The brain had tried sending hunger signals, failed, and then basically moved on to psychological warfare. What’s interesting for him was that his brain was playing anti-survival games with him, it just didn’t know it.

So, don’t listen to your brain no matter how logical it sounds (unless you’re going to damage yourself). I figure you know this, just a reminder.

Comment by BK

Second, about being an animal.

(a) I think people seek to optimize their enjoyment and maybe their loved ones enjoyment of life. Isn’t the enjoyment that was had as lasting as the morality that was followed. And, if so, how do you judge the value of one over another?

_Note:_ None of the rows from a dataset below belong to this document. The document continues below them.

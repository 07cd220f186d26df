//! Memoized glyph reports.
//!
//! Entries are keyed by the glyph's version stamp and the selection they
//! were computed for. Stamps are unique per glyph state, so two glyphs that
//! share a name never share an entry, and an edited glyph simply stops
//! hitting its old one.
//! Cross-glyph tests (unicodeValue, the metrics tests) also depend on other
//! glyphs; call [`ReportCache::clear`] when those change.

use std::collections::HashMap;
use std::sync::{Arc, PoisonError, RwLock};

use crate::checks::CheckContext;
use crate::glyph::GlyphView;
use crate::registry::TestSelection;
use crate::report::{test_glyph, GlyphReport};

#[derive(Debug, Clone, PartialEq, Eq, Hash)]
struct CacheKey {
    name: String,
    version: u64,
    selection: Vec<u8>,
}

impl CacheKey {
    fn new(glyph: &dyn GlyphView, selection: &TestSelection) -> Self {
        Self {
            name: glyph.name().to_string(),
            version: glyph.version(),
            selection: selection.defs().map(|def| def.id as u8).collect(),
        }
    }
}

/// Thread-safe report memo.
#[derive(Debug, Default)]
pub struct ReportCache {
    reports: RwLock<HashMap<CacheKey, Arc<GlyphReport>>>,
}

impl ReportCache {
    pub fn new() -> Self {
        Self::default()
    }

    /// The cached report for this glyph state, computing it on a miss.
    pub fn get_or_test(
        &self,
        glyph: &dyn GlyphView,
        selection: &TestSelection,
        cx: &CheckContext,
    ) -> Arc<GlyphReport> {
        let key = CacheKey::new(glyph, selection);
        if let Some(hit) = self
            .reports
            .read()
            .unwrap_or_else(PoisonError::into_inner)
            .get(&key)
        {
            return hit.clone();
        }
        let report = Arc::new(test_glyph(glyph, selection, cx));
        let mut reports = self.reports.write().unwrap_or_else(PoisonError::into_inner);
        // Older states of a glyph with this name are most likely dead.
        reports.retain(|k, _| k.name != key.name || k.version == key.version);
        reports.insert(key, report.clone());
        report
    }

    pub fn len(&self) -> usize {
        self.reports.read().unwrap_or_else(PoisonError::into_inner).len()
    }

    pub fn is_empty(&self) -> bool {
        self.len() == 0
    }

    pub fn clear(&self) {
        self.reports.write().unwrap_or_else(PoisonError::into_inner).clear();
    }
}

#[cfg(test)]
mod tests {
    use super::*;
    use crate::config::CheckConfig;
    use crate::contour::Contour;
    use crate::font::Font;
    use crate::glyph::Glyph;
    use crate::registry::TestId;

    #[test]
    fn hit_until_glyph_changes() {
        let font = Font::default();
        let config = CheckConfig::default();
        let cx = CheckContext::new(&font, &config);
        let selection = TestSelection::all();
        let cache = ReportCache::new();

        let mut glyph = Glyph::new("a");
        glyph.add_contour(Contour::polygon(&[(10.0, 10.0)]));
        let first = cache.get_or_test(&glyph, &selection, &cx);
        let second = cache.get_or_test(&glyph, &selection, &cx);
        assert!(Arc::ptr_eq(&first, &second));
        assert!(first.get(TestId::StrayPoints).is_some());

        glyph.set_contours(vec![Contour::polygon(&[(0.0, 0.0), (100.0, 0.0), (100.0, 100.0)])]);
        let third = cache.get_or_test(&glyph, &selection, &cx);
        assert!(third.get(TestId::StrayPoints).is_none());
        assert_eq!(cache.len(), 1);
    }

    #[test]
    fn same_name_different_glyph() {
        let font = Font::default();
        let config = CheckConfig::default();
        let cx = CheckContext::new(&font, &config);
        let selection: TestSelection = "strayPoints".parse().unwrap();
        let cache = ReportCache::new();

        let mut stray = Glyph::new("a");
        stray.add_contour(Contour::polygon(&[(10.0, 10.0)]));
        let mut square = Glyph::new("a");
        square.add_contour(Contour::polygon(&[(0.0, 0.0), (100.0, 0.0), (100.0, 100.0), (0.0, 100.0)]));

        assert!(cache.get_or_test(&stray, &selection, &cx).get(TestId::StrayPoints).is_some());
        assert!(cache.get_or_test(&square, &selection, &cx).get(TestId::StrayPoints).is_none());
        let copy = Glyph::from_view(&square);
        assert!(cache.get_or_test(&copy, &selection, &cx).get(TestId::StrayPoints).is_none());
    }

    #[test]
    fn selection_is_part_of_the_key() {
        let font = Font::default();
        let config = CheckConfig::default();
        let cx = CheckContext::new(&font, &config);
        let cache = ReportCache::new();
        let glyph = Glyph::new("a");
        cache.get_or_test(&glyph, &TestSelection::all(), &cx);
        cache.get_or_test(&glyph, &"strayPoints".parse().unwrap(), &cx);
        assert_eq!(cache.len(), 2);
        cache.clear();
        assert!(cache.is_empty());
    }
}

(b) It seems like almost every piece of science in the last 100 years has lead to more and more conclusive evidence that we’re animals. We discovered DNA, pharmacological approaches to psychology/psychiatry, sociology, macroeconomics, evolution, etc.

It seems that >100 years ago there were a large group of people that believed in spirituality, mediation, morality, loyalty to symbolic leaders, etc. Now, everything from child molestation to alcoholism is either a chemical imbalance or genetic disorder.

I want to believe that we’re something more than animals, but can you say that anything you believe in favor of this arguement is something other than gut reaction?

Comment by BK

Obviously I totally agree with the thinking on self-awareness and I think self-awareness is one of the few things in life that I believe is objectively good and right. What you do with that awareness is more up to you and morally ambiguous.

That being said, I do think it’s difficult to say some things are more important simply because they are related to sustenance (e.g., food, shelter) than others (e.g., driving a car). Though sustenance may be the genetic reason for life (or rather sustenance to maximize reproduction), that is a pretty hollow existence in my opinion.

Comment by Nick Mehta

Human beings are distinctly diffrent from animal, due to faculty of reasoning,and free will.One can chose to Fast, or go on binge. One can chose to create or destroy. It is not totally instinctive,or stimulus response behaviour on the part of human being.Becoming Self awae,and self realized is true religion. It is not hearing and acknowledging,but being and becoming via Samyag darshan (rational perspective),Samyag gnan (rational knowledge),and Samyag Charitra (rational conduct),one achieves self realization.